WORK ORDER —
Given the records below, would you repeat exactly the lines that begin at the one containing "use colored::Colorize;" and end at the one containing "let mut map = RecordingMap::new();", inclusive?

Collected data —
-- Opening Marker --

//! Planet node for slab-based storage.
//!
//! ## Design
//!
//! `PlanetNode` wraps a `Planet` with doubly-linked list pointers. The
//! pointers are slab keys rather than references, so the slab owns every
//! node outright and the links carry no ownership.
//!
//! ## Linked List
//!
//! - `next`: the node after this one (toward the tail)
//! - `prev`: the node before this one (toward the head)

use crate::types::Planet;

/// Planet node stored in the slab.
///
/// Contains the planet plus linked-list pointers (slab keys).
#[derive(Debug, Clone)]
pub struct PlanetNode {
    /// The planet record
    pub planet: Planet,

    /// Next node toward the tail (slab key)
    /// None if this is the tail
    pub next: Option<usize>,

    /// Previous node toward the head (slab key)
    /// None if this is the head
    pub prev: Option<usize>,
}

impl PlanetNode {
    /// Create a new, unlinked planet node
    ///
    /// # Example
    ///
    /// ```
    /// use solar_system::system::PlanetNode;
    /// use solar_system::types::Planet;
    ///
    /// let node = PlanetNode::new(Planet::new("Earth", 100_000_000, 2_400_000_000, 1));
    ///
    /// assert!(node.next.is_none());
    /// assert!(node.prev.is_none());
    /// ```
    #[inline]
    pub fn new(planet: Planet) -> Self {
        Self {
            planet,
            next: None,
            prev: None,
        }
    }

    /// Check if this node is unlinked (no neighbours)
    #[inline]
    pub fn is_unlinked(&self) -> bool {
        self.next.is_none() && self.prev.is_none()
    }

    /// Consume the node, yielding its planet
    #[inline]
    pub fn into_planet(self) -> Planet {
        self.planet
    }
}

// ============================================================================
// Unit Tests
// ============================================================================

#[cfg(test)]
mod tests {
    use super::*;

    fn create_test_planet(name: &str) -> Planet {
        Planet::new(name, 100_000_000, 2_400_000_000, 1)
    }

    #[test]
    fn test_planet_node_new() {
        let planet = create_test_planet("Earth");
        let node = PlanetNode::new(planet.clone());

        assert_eq!(node.planet, planet);
        assert!(node.is_unlinked());
    }

    #[test]
    fn test_planet_node_linking() {
        let mut node = PlanetNode::new(create_test_planet("Earth"));

        node.next = Some(2);
        assert!(!node.is_unlinked());

        node.prev = Some(0);
        assert!(!node.is_unlinked());

        // Only one link
        node.next = None;
        assert!(!node.is_unlinked());

        node.prev = None;
        assert!(node.is_unlinked());
    }

    #[test]
    fn test_planet_node_into_planet() {
        let planet = create_test_planet("Earth");
        let node = PlanetNode::new(planet.clone());

        assert_eq!(node.into_planet(), planet);
    }
}
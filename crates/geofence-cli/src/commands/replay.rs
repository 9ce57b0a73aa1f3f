//! Replay command - drive a session with recorded adapters.

use std::path::PathBuf;

use colored::Colorize;
use geofence::view::MapCall;
use geofence::{Action, GeofenceMapper, LoadOutcome, MapperConfig, RecordingList, RecordingMap, Session};

pub fn run(
    file: PathBuf,
    config: MapperConfig,
    actions: Vec<Action>,
    json_output: bool,
    verbose: bool,
) -> Result<(), Box<dyn std::error::Error>> {
    if !file.exists() {
        return Err(format!("File not found: {}", file.display()).into());
    }

    let mapper = GeofenceMapper::with_config(config);
    let mut session = Session::new();
    let mut map = RecordingMap::new();
    let mut list = RecordingList::new();
    mapper.controller().attach(&mut map, &mut list);

    let outcome = mapper
        .load_file(&mut session, &file, &mut map, &mut list)
        .map_err(|e| e.user_message(&mapper.config().messages))?;
    let LoadOutcome::Loaded(summary) = outcome else {
        return Err("load was superseded".into());
    };

    let mut transitions = Vec::with_capacity(actions.len());
    for action in &actions {
        let transition = mapper
            .controller()
            .dispatch(&mut session, action.clone(), &mut map, &mut list);
        transitions.push(serde_json::json!({
            "action": action.to_string(),
            "transition": transition,
        }));
    }

    if json_output {
        let report = serde_json::json!({
            "load": summary,
            "steps": transitions,
            "map_calls": map.calls,
            "state": session.snapshot(),
        });
        println!("{}", serde_json::to_string_pretty(&report)?);
        return Ok(());
    }

    println!(
        "{} {} geofences from {} rows",
        "Loaded".cyan().bold(),
        summary.geofences.to_string().white().bold(),
        summary.rows
    );
    for warning in &summary.warnings {
        println!("  {} {}", "!".yellow(), warning);
    }
    println!();

    for (action, step) in actions.iter().zip(&transitions) {
        let selected = step["transition"]["selected_count"].as_u64().unwrap_or(0);
        println!("{} {:24} selected: {}", ">".cyan(), action.to_string(), selected);
    }

    if verbose {
        println!();
        println!("{}", "Map calls:".yellow().bold());
        for call in &map.calls {
            println!("  {}", describe(call));
        }
    }

    let snapshot = session.snapshot();
    println!();
    println!(
        "{} {}/{} visible{}",
        "State:".green().bold(),
        snapshot.selected_count,
        snapshot.geofences.len(),
        if snapshot.filter.is_empty() {
            String::new()
        } else {
            format!(", filter '{}'", snapshot.filter)
        }
    );
    for state in &snapshot.geofences {
        let mark = if state.visible { "[x]".green() } else { "[ ]".normal() };
        let name = if state.filtered_out {
            state.name.dimmed()
        } else {
            state.name.normal()
        };
        println!("  {} {:12} {}", mark, state.id.to_string(), name);
    }

    if let Some(info) = &list.info {
        println!();
        println!("{}", "Info panel:".blue().bold());
        for entry in &info.entries {
            println!("  {} {} ({})", entry.count_label, entry.name, entry.color);
        }
    }

    Ok(())
}

fn describe(call: &MapCall) -> String {
    match call {
        MapCall::SetView { center, zoom, max_zoom } => format!(
            "set_view [{:.4}, {:.4}] zoom {} max zoom {}",
            center.lat, center.lng, zoom, max_zoom
        ),
        MapCall::AddLayer { id, color, vertices } => {
            format!("add_layer {} {} ({} vertices)", id, color, vertices)
        }
        MapCall::RemoveLayer { id } => format!("remove_layer {}", id),
        MapCall::FitBounds { request } => format!(
            "fit_bounds {} boxes -> [{:.4}, {:.4}, {:.4}, {:.4}]",
            request.boxes.len(),
            request.target.south,
            request.target.west,
            request.target.north,
            request.target.east
        ),
        MapCall::FlyTo { bounds, max_zoom } => format!(
            "fly_to [{:.4}, {:.4}, {:.4}, {:.4}] max zoom {}",
            bounds.south, bounds.west, bounds.north, bounds.east, max_zoom
        ),
    }
}
//! In-memory adapters that record every call, for tests and dry runs.

use std::collections::BTreeSet;

use serde::Serialize;

use super::adapter::{FitRequest, InfoPanel, LayerSpec, ListAdapter, ListItem, MapAdapter};
use crate::config::FlyToOptions;
use crate::geometry::{BoundingBox, LatLng};
use crate::registry::GeofenceId;

/// A call made on the map.
#[derive(Debug, Clone, PartialEq, Serialize)]
#[serde(tag = "call", rename_all = "snake_case")]
pub enum MapCall {
    SetView { center: LatLng, zoom: u8, max_zoom: u8 },
    AddLayer { id: GeofenceId, color: String, vertices: usize },
    RemoveLayer { id: GeofenceId },
    FitBounds { request: FitRequest },
    FlyTo { bounds: BoundingBox, max_zoom: u8 },
}

/// Map adapter that tracks rendered layers and logs calls.
#[derive(Debug, Clone, Default, Serialize)]
pub struct RecordingMap {
    pub calls: Vec<MapCall>,
    pub layers: BTreeSet<GeofenceId>,
}

impl RecordingMap {
    pub fn new() -> Self {
        Self::default()
    }

    pub fn fit_count(&self) -> usize {
        self.calls
            .iter()
            .filter(|c| matches!(c, MapCall::FitBounds { .. }))
            .count()
    }

    pub fn fly_count(&self) -> usize {
        self.calls
            .iter()
            .filter(|c| matches!(c, MapCall::FlyTo { .. }))
            .count()
    }

    /// Most recent fit, if any.
    pub fn last_fit(&self) -> Option<&FitRequest> {
        self.calls.iter().rev().find_map(|c| match c {
            MapCall::FitBounds { request } => Some(request),
            _ => None,
        })
    }
}

impl MapAdapter for RecordingMap {
    fn set_view(&mut self, center: LatLng, zoom: u8, max_zoom: u8) {
        self.calls.push(MapCall::SetView {
            center,
            zoom,
            max_zoom,
        });
    }

    fn add_layer(&mut self, layer: &LayerSpec<'_>) {
        self.layers.insert(layer.id);
        self.calls.push(MapCall::AddLayer {
            id: layer.id,
            color: layer.color.to_string(),
            vertices: layer.ring.len(),
        });
    }

    fn remove_layer(&mut self, id: GeofenceId) {
        self.layers.remove(&id);
        self.calls.push(MapCall::RemoveLayer { id });
    }

    fn fit_bounds(&mut self, request: &FitRequest) {
        self.calls.push(MapCall::FitBounds {
            request: request.clone(),
        });
    }

    fn fly_to(&mut self, bounds: BoundingBox, options: &FlyToOptions) {
        self.calls.push(MapCall::FlyTo {
            bounds,
            max_zoom: options.max_zoom,
        });
    }
}

/// List adapter holding the state a real list would display.
#[derive(Debug, Clone, Default, Serialize)]
pub struct RecordingList {
    pub file_name: Option<String>,
    pub items: Vec<ListItem>,
    pub list_shown: bool,
    pub checked: BTreeSet<GeofenceId>,
    pub hidden_rows: BTreeSet<GeofenceId>,
    pub selected_count: usize,
    pub info: Option<InfoPanel>,
    pub error: Option<String>,
}

impl RecordingList {
    pub fn new() -> Self {
        Self::default()
    }
}

impl ListAdapter for RecordingList {
    fn set_file_name(&mut self, name: &str) {
        self.file_name = Some(name.to_string());
    }

    fn render_list(&mut self, items: &[ListItem]) {
        self.items = items.to_vec();
        self.list_shown = true;
        self.checked.clear();
        self.hidden_rows.clear();
    }

    fn hide_list(&mut self) {
        self.list_shown = false;
    }

    fn set_checked(&mut self, id: GeofenceId, checked: bool) {
        if checked {
            self.checked.insert(id);
        } else {
            self.checked.remove(&id);
        }
    }

    fn set_row_hidden(&mut self, id: GeofenceId, hidden: bool) {
        if hidden {
            self.hidden_rows.insert(id);
        } else {
            self.hidden_rows.remove(&id);
        }
    }

    fn set_selected_count(&mut self, count: usize) {
        self.selected_count = count;
    }

    fn show_info(&mut self, panel: &InfoPanel) {
        self.info = Some(panel.clone());
    }

    fn hide_info(&mut self) {
        self.info = None;
    }

    fn show_error(&mut self, message: &str) {
        self.error = Some(message.to_string());
    }

    fn clear_error(&mut self) {
        self.error = None;
    }
}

-- Closing Marker --

WRITTEN SOLUTION —
use colored::Colorize;
use geofence::view::MapCall;
use geofence::{Action, GeofenceMapper, LoadOutcome, MapperConfig, RecordingList, RecordingMap, Session};

pub fn run(
    file: PathBuf,
    config: MapperConfig,
    actions: Vec<Action>,
    json_output: bool,
    verbose: bool,
) -> Result<(), Box<dyn std::error::Error>> {
    if !file.exists() {
        return Err(format!("File not found: {}", file.display()).into());
    }

    let mapper = GeofenceMapper::with_config(config);
    let mut session = Session::new();
    let mut map = RecordingMap::new();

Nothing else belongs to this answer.